Les trois chefs d’inculpation ont été notifiés vendredi 15 mai lors d’une audience au parquet du tribunal d’Abidjan. Il s’agit de « diffusion de fausses informations », « atteinte à l’ordre public » et « émission d’expressions outrageantes ». Malgré cette décision judiciaire, Assalé Tiémoko est ressorti libre du tribunal, mais sous le régime d’un contrôle judiciaire.
Ce qu'il faut retenir
- L’opposant Assalé Tiémoko, figure du mouvement ADCI, a été mis en examen pour trois chefs d’accusation le 15 mai 2026.
- Les charges retenues concernent la diffusion de fausses informations, une atteinte à l’ordre public et l’émission d’expressions outrageantes.
- L’intéressé est sorti libre du tribunal, mais sous contrôle judiciaire.
- Ces accusations émanent d’un communiqué officiel du mouvement Aujourd’hui et demain la Côte d’Ivoire (ADCI).
Un opposant sous le feu des poursuites judiciaires
Assalé Tiémoko, ancien député et figure de l’opposition ivoirienne, se retrouve désormais au cœur d’une procédure judiciaire engagée par le parquet d’Abidjan. Les faits reprochés, détaillés dans le communiqué de son parti, portent sur des déclarations qualifiées d’infractions par les autorités judiciaires.
Parmi les accusations, celle de « diffusion de fausses informations » suggère que certaines de ses prises de parole ou publications ont été jugées trompeuses ou diffamatoires. L’accusation d’« atteinte à l’ordre public » laisse supposer que ses propos auraient pu perturber la tranquillité sociale ou la stabilité institutionnelle.
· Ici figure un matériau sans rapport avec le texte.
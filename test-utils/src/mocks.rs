//! Mock implementations for testing.

use std::sync::Arc;
use std::sync::atomic::{AtomicBool, AtomicUsize, Ordering};
use std::time::Duration;

use async_trait::async_trait;
use service_kit::cache::{CacheClient, CacheValue, MemoryCache};
use service_kit::error::Result;
use tokio::sync::RwLock;

/// A recorded `set_key` call.
#[derive(Debug, Clone, PartialEq, Eq)]
pub struct SetCall {
    /// Key
    pub key: String,
    /// Value as passed in
    pub value: CacheValue,
    /// Requested expiration
    pub expiration: Option<Duration>,
}

/// Cache that stores in memory and records every write.
#[derive(Debug, Clone, Default)]
pub struct RecordingCache {
    inner: MemoryCache,
    calls: Arc<RwLock<Vec<SetCall>>>,
    reads: Arc<AtomicUsize>,
}

impl RecordingCache {
    /// Create an empty recording cache.
    #[must_use]
    pub fn new() -> Self {
        Self::default()
    }

    /// Writes seen so far.
    pub async fn set_calls(&self) -> Vec<SetCall> {
        self.calls.read().await.clone()
    }

    /// Number of reads seen so far.
    #[must_use]
    pub fn read_count(&self) -> usize {
        self.reads.load(Ordering::SeqCst)
    }
}

#[async_trait]
impl CacheClient for RecordingCache {
    async fn set_key(
        &self,
        key: &str,
        value: CacheValue,
        expiration: Option<Duration>,
    ) -> Result<()> {
        self.calls.write().await.push(SetCall {
            key: key.to_string(),
            value: value.clone(),
            expiration,
        });
        self.inner.set_key(key, value, expiration).await
    }

    async fn get_key(&self, key: &str) -> Result<Option<Vec<u8>>> {
        self.reads.fetch_add(1, Ordering::SeqCst);
        self.inner.get_key(key).await
    }
}

/// Health checker whose outcome can be flipped from the test.
#[derive(Debug, Clone)]
pub struct ToggleChecker {
    up: Arc<AtomicBool>,
    calls: Arc<AtomicUsize>,
}

impl ToggleChecker {
    /// Create a checker that starts healthy.
    #[must_use]
    pub fn healthy() -> Self {
        Self {
            up: Arc::new(AtomicBool::new(true)),
            calls: Arc::new(AtomicUsize::new(0)),
        }
    }

    /// Make subsequent checks pass or fail.
    pub fn set_up(&self, up: bool) {
        self.up.store(up, Ordering::SeqCst);
    }

    /// Number of checks run.
    #[must_use]
    pub fn calls(&self) -> usize {
        self.calls.load(Ordering::SeqCst)
    }

    /// Closure to hand to `Dispatcher::register_dependency`.
    #[must_use]
    pub fn checker(&self) -> impl Fn() -> std::result::Result<(), String> + Send + Sync + 'static {
        let this = self.clone();
        move || {
            this.calls.fetch_add(1, Ordering::SeqCst);
            if this.up.load(Ordering::SeqCst) {
                Ok(())
            } else {
                Err("dependency is down".to_string())
            }
        }
    }
}
//! URL configuration parameter.

use std::sync::LazyLock;

use regex::Regex;
use url::{ParseError, Url};

use super::error::{ConfigError, ConfigResult};
use super::string::{ParameterInfo, StringParameter};

static VERSION_SUFFIX: LazyLock<Regex> = LazyLock::new(|| {
    #[allow(clippy::expect_used)]
    Regex::new(r"^(.*)/v[0-9]+(?:[/?#]|$)").expect("version suffix pattern is valid")
});

/// URL parameter. Absolute URLs and relative references are accepted.
#[derive(Debug, Clone, Default)]
pub struct UrlParameter {
    base: StringParameter,
    host: String,
}

impl UrlParameter {
    /// Create an empty URL parameter with the given name.
    #[must_use]
    pub fn new(name: impl Into<String>) -> Self {
        Self {
            base: StringParameter::new(name),
            host: String::new(),
        }
    }

    /// Host with its explicit port, if any. Empty before validation and for
    /// relative references.
    #[must_use]
    pub fn host(&self) -> &str {
        &self.host
    }

    /// URL with its last `/v<N>` path segment and anything after it removed.
    ///
    /// # Errors
    ///
    /// Returns [`ConfigError::UrlNotVersioned`] if the value has no version segment.
    pub fn not_versioned_url(&self) -> ConfigResult<&str> {
        let value = self.base.value();
        VERSION_SUFFIX
            .captures(value)
            .and_then(|caps| caps.get(1))
            .map(|m| m.as_str())
            .ok_or_else(|| ConfigError::UrlNotVersioned {
                value: value.to_string(),
            })
    }
}

impl ParameterInfo for UrlParameter {
    fn base(&self) -> &StringParameter {
        &self.base
    }

    fn base_mut(&mut self) -> &mut StringParameter {
        &mut self.base
    }

    fn validate(&mut self) -> ConfigResult<()> {
        self.base.ensure_not_empty()?;

        let value = self.base.value();
        self.host = match Url::parse(value) {
            Ok(url) => match (url.host_str(), url.port()) {
                (Some(host), Some(port)) => format!("{host}:{port}"),
                (Some(host), None) => host.to_string(),
                (None, _) => String::new(),
            },
            Err(ParseError::RelativeUrlWithoutBase) if !has_colon_in_first_segment(value) => {
                String::new()
            }
            Err(source) => {
                return Err(ConfigError::IncorrectUrl {
                    value: value.to_string(),
                    source,
                });
            }
        };

        Ok(())
    }
}

// A colon before the first `/` would be read as a scheme.
fn has_colon_in_first_segment(value: &str) -> bool {
    value
        .split(['/', '?', '#'])
        .next()
        .is_some_and(|segment| segment.contains(':'))
}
Enfin, la qualification d’« expressions outrageantes » renvoie à des formulations considérées comme insultantes ou provocatrices.
Une procédure judiciaire suivie d’un contrôle judiciaire
Lors de l’audience qui s’est tenue au parquet du tribunal d’Abidjan, les magistrats ont retenu ces trois chefs d’inculpation à l’encontre de l’opposant. Aucune peine de prison n’a été prononcée, mais la décision judiciaire impose à Assalé Tiémoko de se soumettre à un contrôle judiciaire.
Ce dispositif, souvent utilisé dans les affaires politiques sensibles, implique généralement des obligations strictes : interdiction de quitter le territoire sans autorisation, obligation de se présenter régulièrement au commissariat ou au tribunal, et parfois, restriction de ses déplacements ou de ses prises de parole publiques. Le contrôle judiciaire vise à garantir la présence de la personne concernée tout au long de la procédure, sans pour autant la priver de liberté.
La réaction de l’opposition et du mouvement ADCI
Le communiqué publié par le mouvement Aujourd’hui et demain la Côte d’Ivoire (ADCI) souligne que ces accusations s’inscrivent dans un contexte politique tendu. L’opposition dénonce régulièrement des manœuvres judiciaires visant à museler les voix critiques, notamment en période préélectorale.
« Cette mise en examen est une tentative évidente de faire taire une opposition légitime », a déclaré un porte-parole du mouvement, sans préciser s’il s’exprimait au nom d’Assalé Tiémoko lui-même. Le mouvement ADCI a également rappelé que son leader continuerait à défendre ses positions politiques, malgré les contraintes judiciaires imposées.
Reste à savoir si cette mise en examen aura un impact sur l’engagement politique de l’opposant ou si elle servira de catalyseur à de nouvelles mobilisations. Les prochaines semaines s’annoncent déterminantes pour comprendre l’évolution de cette affaire et ses répercussions sur le paysage politique ivoirien.